BEGIN

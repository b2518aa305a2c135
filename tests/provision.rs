mod common;

use common::{touch, FakeFactory, FakeFetcher};
use controlnet_predictor::assets::AssetLayout;
use controlnet_predictor::{provision, ControlType, Error, Settings};

fn settings(dir: &tempfile::TempDir, offline: bool) -> Settings {
    Settings { models_dir: dir.path().to_path_buf(), offline, ..Default::default() }
}

#[test]
fn downloads_everything_once() {
    let dir = tempfile::tempdir().unwrap();
    let fetcher = FakeFetcher::default();
    let factory = FakeFactory::default();
    let registry = provision(&settings(&dir, false), &fetcher, &factory).unwrap();
    assert_eq!(registry.control_types(), ControlType::ALL);
    assert!(registry.depth_estimator().is_some());
    // Six controlnet files, four base files and the depth estimator.
    assert_eq!(fetcher.urls.borrow().len(), 11);
    assert_eq!(factory.bases.get(), 1);
    assert_eq!(factory.estimators.get(), 1);

    let again = FakeFetcher::default();
    let registry = provision(&settings(&dir, false), &again, &FakeFactory::default()).unwrap();
    assert_eq!(registry.control_types(), ControlType::ALL);
    assert!(again.urls.borrow().is_empty());
}

#[test]
fn failed_download_is_fatal() {
    let dir = tempfile::tempdir().unwrap();
    let fetcher = FakeFetcher { fail_on: Some("normalbae"), ..Default::default() };
    let factory = FakeFactory::default();
    let err = provision(&settings(&dir, false), &fetcher, &factory).unwrap_err();
    assert!(matches!(err, Error::AssetFetch { ref url, .. } if url.contains("normalbae")));
    assert_eq!(factory.bases.get(), 0);
    let layout = AssetLayout::new(dir.path());
    assert!(!layout.control(ControlType::Normal).weights.exists());
}

#[test]
fn offline_skips_incomplete_control_types() {
    let dir = tempfile::tempdir().unwrap();
    let layout = AssetLayout::new(dir.path());
    layout.base.files().into_iter().for_each(touch);
    layout.control(ControlType::Canny).files().into_iter().for_each(touch);
    // Only the weights, the config is missing.
    touch(&layout.control(ControlType::Depth).weights);

    let fetcher = FakeFetcher::default();
    let factory = FakeFactory::default();
    let registry = provision(&settings(&dir, true), &fetcher, &factory).unwrap();
    assert_eq!(registry.control_types(), [ControlType::Canny]);
    assert!(registry.depth_estimator().is_none());
    assert_eq!(factory.estimators.get(), 0);
    assert!(fetcher.urls.borrow().is_empty());
}

#[test]
fn offline_without_depth_estimator_keeps_canny_only() {
    let dir = tempfile::tempdir().unwrap();
    let layout = AssetLayout::new(dir.path());
    layout.base.files().into_iter().for_each(touch);
    for control in layout.controls() {
        control.files().into_iter().for_each(touch);
    }
    let factory = FakeFactory::default();
    let registry = provision(&settings(&dir, true), &FakeFetcher::default(), &factory).unwrap();
    assert_eq!(registry.control_types(), [ControlType::Canny]);
    assert_eq!(factory.built.borrow().as_slice(), [ControlType::Canny]);

    touch(&layout.depth_estimator);
    let registry = provision(&settings(&dir, true), &FakeFetcher::default(), &factory).unwrap();
    assert_eq!(registry.control_types(), ControlType::ALL);
    assert!(registry.depth_estimator().is_some());
}

#[test]
fn offline_without_base_model_fails() {
    let dir = tempfile::tempdir().unwrap();
    let layout = AssetLayout::new(dir.path());
    for control in layout.controls() {
        control.files().into_iter().for_each(touch);
    }
    let fetcher = FakeFetcher::default();
    let err = provision(&settings(&dir, true), &fetcher, &FakeFactory::default()).unwrap_err();
    let unet = AssetLayout::new(dir.path()).base.unet.path;
    assert!(matches!(err, Error::MissingAsset(ref path) if *path == unet), "{err:?}");
    assert!(err.to_string().contains("downloads are disabled"), "{err}");
    assert!(fetcher.urls.borrow().is_empty());
}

END

» **What you will do**: Exactly as they stand above, repeat all the records.

» **Exercise response**:
repository b2518aa305a2c135
filename tests/provision.rs
mod common;

use common::{touch, FakeFactory, FakeFetcher};
use controlnet_predictor::assets::AssetLayout;
use controlnet_predictor::{provision, ControlType, Error, Settings};

fn settings(dir: &tempfile::TempDir, offline: bool) -> Settings {
    Settings { models_dir: dir.path().to_path_buf(), offline, ..Default::default() }
}

#[test]
fn downloads_everything_once() {
    let dir = tempfile::tempdir().unwrap();
    let fetcher = FakeFetcher::default();
    let factory = FakeFactory::default();
    let registry = provision(&settings(&dir, false), &fetcher, &factory).unwrap();
    assert_eq!(registry.control_types(), ControlType::ALL);
    assert!(registry.depth_estimator().is_some());
    // Six controlnet files, four base files and the depth estimator.
    assert_eq!(fetcher.urls.borrow().len(), 11);
    assert_eq!(factory.bases.get(), 1);
    assert_eq!(factory.estimators.get(), 1);

    let again = FakeFetcher::default();
    let registry = provision(&settings(&dir, false), &again, &FakeFactory::default()).unwrap();
    assert_eq!(registry.control_types(), ControlType::ALL);
    assert!(again.urls.borrow().is_empty());
}

#[test]
fn failed_download_is_fatal() {
    let dir = tempfile::tempdir().unwrap();
    let fetcher = FakeFetcher { fail_on: Some("normalbae"), ..Default::default() };
    let factory = FakeFactory::default();
    let err = provision(&settings(&dir, false), &fetcher, &factory).unwrap_err();
    assert!(matches!(err, Error::AssetFetch { ref url, .. } if url.contains("normalbae")));
    assert_eq!(factory.bases.get(), 0);
    let layout = AssetLayout::new(dir.path());
    assert!(!layout.control(ControlType::Normal).weights.exists());
}

#[test]
fn offline_skips_incomplete_control_types() {
    let dir = tempfile::tempdir().unwrap();
    let layout = AssetLayout::new(dir.path());
    layout.base.files().into_iter().for_each(touch);
    layout.control(ControlType::Canny).files().into_iter().for_each(touch);
    // Only the weights, the config is missing.
    touch(&layout.control(ControlType::Depth).weights);

    let fetcher = FakeFetcher::default();
    let factory = FakeFactory::default();
    let registry = provision(&settings(&dir, true), &fetcher, &factory).unwrap();
    assert_eq!(registry.control_types(), [ControlType::Canny]);
    assert!(registry.depth_estimator().is_none());
    assert_eq!(factory.estimators.get(), 0);
    assert!(fetcher.urls.borrow().is_empty());
}

#[test]
fn offline_without_depth_estimator_keeps_canny_only() {
    let dir = tempfile::tempdir().unwrap();
    let layout = AssetLayout::new(dir.path());
    layout.base.files().into_iter().for_each(touch);
    for control in layout.controls() {
        control.files().into_iter().for_each(touch);
    }
    let factory = FakeFactory::default();
    let registry = provision(&settings(&dir, true), &FakeFetcher::default(), &factory).unwrap();
    assert_eq!(registry.control_types(), [ControlType::Canny]);
    assert_eq!(factory.built.borrow().as_slice(), [ControlType::Canny]);

    touch(&layout.depth_estimator);
    let registry = provision(&settings(&dir, true), &FakeFetcher::default(), &factory).unwrap();
    assert_eq!(registry.control_types(), ControlType::ALL);
    assert!(registry.depth_estimator().is_some());
}

#[test]
fn offline_without_base_model_fails() {
    let dir = tempfile::tempdir().unwrap();
    let layout = AssetLayout::new(dir.path());
    for control in layout.controls() {
        control.files().into_iter().for_each(touch);
    }
    let fetcher = FakeFetcher::default();
    let err = provision(&settings(&dir, true), &fetcher, &FakeFactory::default()).unwrap_err();
    let unet = AssetLayout::new(dir.path()).base.unet.path;
    assert!(matches!(err, Error::MissingAsset(ref path) if *path == unet), "{err:?}");
    assert!(err.to_string().contains("downloads are disabled"), "{err}");
    assert!(fetcher.urls.borrow().is_empty());
}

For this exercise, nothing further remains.